Its roots go down forever. Up above in the sunlight there may be golden apples, tight little bundles of life force the color of... of... just such a lovely color nothing you could see with your eyes, though. None of the seven colors they teach you about in school. And up above, not here. Dekalb and the girls, sure, two dozen of them waiting, hunkering down in the dark so afraid and cold and hungry and alone but they didn't know, they couldn't know just how beautifully alive they were. Up there in the sunlight, metaphorical of course because certainly it's still night up there it must be pitch dark in the megastore but in this metaphorical space, this place you've fled to because you're literally trying to dig a bullet out of your head with your fingers and it's JUST NOT WORKING, in this metaphorical space Dekalb etc. are up there, up there in a summer day compared to what's down here, down deep deep sixed eighty-sixed down in Davy Jones' locker, down among the dead men, the dead men, the dead men

YES.

because they, the dead men, were there too, if only dimly perceptible. Down underneath in the soil in the dirt where the roots dug endlessly like blind worms searching, scratching, like fingers digging for the bullet because oh, yes, just grab for that brass ring, that lead sinker in the muddle, stop that, in the middle of your gelatin head.

But, Gary thought, I digress. I was speaking of the dead men who feed the tree. Stinking little buggers, stinking of the life force because it was positively dripping from them, fuming up like steam off their backs as it evaporated away not the golden shiny life of Dekalb and friends, no, this was the shadow of that energy - lacking dimension, cold instead of hot, dark instead of bright - but it was still energy of a kind. Enough to feed the tree. Enough to feed anybody if you could tap it and yes, Gary could. Gary could. Because unlike the discrete packets of energy inside of Dekalb's Angels, those ripe bursting fruits of life force, the dead men were all connected, interconnected, tied together in a web of fuming darkness. There were what, six, seven billion people before the Epidemic but now there was only one dead Humanity. The thing, the Epidemic, the disaster that brought the dead back joined them together, made them as one, like a swarm of locusts so thick they darken the sky or like a cloud, an infinite number of tiny droplets of water but where does one end and one begin there is no answer it's a zen koan there is only one of us with many bodies and I am its consciousness. I am its commander.

GOOD. NOW OPEN YOURSELF.

That voice again...

Remember Trucker Cap? Remember him, because Gary sure did remember how Trucker Cap had attacked him and Gary had told him to stop and he did. And Gary had told him to fuck off and die and lo and behold so it had come to pass because Gary, alone among the dead, could still think. He could still reach out. He alone had the brains (ha!) to hack into that network. He was connected to them all, he was one of them, but he alone could exploit that.

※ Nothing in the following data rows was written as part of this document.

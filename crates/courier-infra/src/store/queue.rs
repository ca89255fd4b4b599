//! Single-writer queue in front of a record store.
//!
//! All mutations (`initialize`, `append`) are funnelled through one bounded
//! `mpsc` channel to a dedicated writer task, so concurrent HTTP handlers
//! never interleave partial rows. Each caller waits on a `oneshot` for the
//! outcome of its own write. Scans bypass the queue and read directly.

use std::sync::Arc;

use courier_core::repository::record::RecordStore;
use courier_types::error::StoreError;
use courier_types::record::Record;
use tokio::sync::{mpsc, oneshot};
use tracing::{debug, warn};

enum WriteCommand {
    Initialize {
        reply: oneshot::Sender<Result<(), StoreError>>,
    },
    Append {
        record: Record,
        reply: oneshot::Sender<Result<(), StoreError>>,
    },
}

/// `RecordStore` wrapper that serializes every write through one task.
pub struct QueuedRecordStore<S> {
    inner: Arc<S>,
    commands: mpsc::Sender<WriteCommand>,
}

impl<S> Clone for QueuedRecordStore<S> {
    fn clone(&self) -> Self {
        Self {
            inner: Arc::clone(&self.inner),
            commands: self.commands.clone(),
        }
    }
}

impl<S: RecordStore + 'static> QueuedRecordStore<S> {
    /// Spawn the writer task on the current tokio runtime.
    ///
    /// The task exits once every handle to the returned store is dropped.
    pub fn spawn(inner: S, capacity: usize) -> Self {
        let inner = Arc::new(inner);
        let (tx, rx) = mpsc::channel(capacity.max(1));
        tokio::spawn(run_writer(Arc::clone(&inner), rx));
        Self {
            inner,
            commands: tx,
        }
    }

    /// The wrapped store.
    pub fn inner(&self) -> &S {
        &self.inner
    }

    async fn submit(
        &self,
        command: WriteCommand,
        reply: oneshot::Receiver<Result<(), StoreError>>,
    ) -> Result<(), StoreError> {
        self.commands
            .send(command)
            .await
            .map_err(|_| StoreError::Io("record writer has stopped".to_string()))?;
        reply
            .await
            .map_err(|_| StoreError::Io("record writer dropped the request".to_string()))?
    }
}

async fn run_writer<S: RecordStore>(store: Arc<S>, mut rx: mpsc::Receiver<WriteCommand>) {
    debug!("record writer started");
    while let Some(command) = rx.recv().await {
        match command {
            WriteCommand::Initialize { reply } => {
                let result = store.initialize().await;
                let _ = reply.send(result);
            }
            WriteCommand::Append { record, reply } => {
                let result = store.append(&record).await;
                if let Err(err) = &result {
                    warn!(id = %record.id, error = %err, "record append failed");
                }
                // The caller may have gone away; the write still happened.
                let _ = reply.send(result);
            }
        }
    }
    debug!("record writer stopped");
}

impl<S: RecordStore + 'static> RecordStore for QueuedRecordStore<S> {
    async fn initialize(&self) -> Result<(), StoreError> {
        let (reply, rx) = oneshot::channel();
        self.submit(WriteCommand::Initialize { reply }, rx).await
    }

    async fn append(&self, record: &Record) -> Result<(), StoreError> {
        let (reply, rx) = oneshot::channel();
        let command = WriteCommand::Append {
            record: record.clone(),
            reply,
        };
        self.submit(command, rx).await
    }

    async fn scan(&self) -> Result<Vec<Record>, StoreError> {
        self.inner.scan().await
    }
}

#[cfg(test)]
mod tests {
    use super::*;
    use crate::store::csv_log::CsvRecordStore;
    use crate::store::memory::MemoryRecordStore;
    use courier_types::record::DEFAULT_COLUMNS;
    use std::collections::HashSet;
    use tempfile::TempDir;

    fn message(i: usize) -> Record {
        Record {
            id: format!("m{i}"),
            from: "Alice".to_string(),
            to: "Bob".to_string(),
            subject: Some(format!("subject, {i}")),
            content: format!("line one\nline two of {i}"),
            timestamp: None,
        }
    }

    #[tokio::test]
    async fn test_append_through_queue() {
        let store = QueuedRecordStore::spawn(MemoryRecordStore::new(), 4);
        store.initialize().await.unwrap();
        store.append(&message(1)).await.unwrap();
        assert_eq!(store.scan().await.unwrap(), vec![message(1)]);
    }

    #[tokio::test]
    async fn test_errors_are_reported_to_caller() {
        let store = QueuedRecordStore::spawn(MemoryRecordStore::new(), 4);
        let err = store.append(&message(1)).await.unwrap_err();
        assert!(matches!(err, StoreError::Io(ref msg) if msg.contains("not initialized")));
    }

    #[tokio::test(flavor = "multi_thread", worker_threads = 4)]
    async fn test_concurrent_appends_land_whole() {
        let dir = TempDir::new().unwrap();
        let csv = CsvRecordStore::new(dir.path().join("messages.csv"), DEFAULT_COLUMNS.to_vec())
            .unwrap();
        let store = QueuedRecordStore::spawn(csv, 8);
        store.initialize().await.unwrap();

        let mut handles = Vec::new();
        for i in 0..50 {
            let store = store.clone();
            handles.push(tokio::spawn(async move { store.append(&message(i)).await }));
        }
        for handle in handles {
            handle.await.unwrap().unwrap();
        }

        let records = store.scan().await.unwrap();
        assert_eq!(records.len(), 50);
        let ids: HashSet<String> = records.iter().map(|r| r.id.clone()).collect();
        assert_eq!(ids.len(), 50);
        for record in &records {
            let i: usize = record.id[1..].parse().unwrap();
            assert_eq!(record, &message(i));
        }
    }
}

He sucked dark energy from the crowd that surrounded the megastore, sucked it out from a distance and felt it surge up through his arm, thrilling into his fingers and yes and yes and yes there it was god fucking damn you there he had it it slipped away but he grabbed it again broken nails sinking into the metal, digging in like talons and eureka he had it and he pulled, so much power in his hand he had to make a conscious act of will to keep from yanking the fucking thing out and then it was in his hand wet and hot and he clutched it, squeezed it, the goddamn bullet was out of his head. It was out of his head. The damage was done, brain tissue torn up like a wet wad of toilet paper skin bone and muscle pierced vertebrae broken, shattered but you know what? None of it mattered.

The tree pulsed with life as it would forever. Fucking forever man I'm going to live forever and you cannot stop me, Gary thought, he wanted to scream it at fucking Ayaan and fucking Dekalb you cannot stop me I am billions strong.

He dropped the bullet and it made a sound like a tiny bell ringing. From above he heard a tense whisper. "What was that?"

He heard it. He could hear again.

When dawn came and with it the light, he could see again. He was standing, standing in the shadows, looking at an Olsen Twins DVD in his hand and he could read the smallest text on the back of the jewel case. He could see. He could stand and walk. Life (of a sort, the dark sort) pulsed through him so furiously, so strongly he was surprised he wasn't glowing.

NOW. COME TO ME.

That voice! Where did it come from?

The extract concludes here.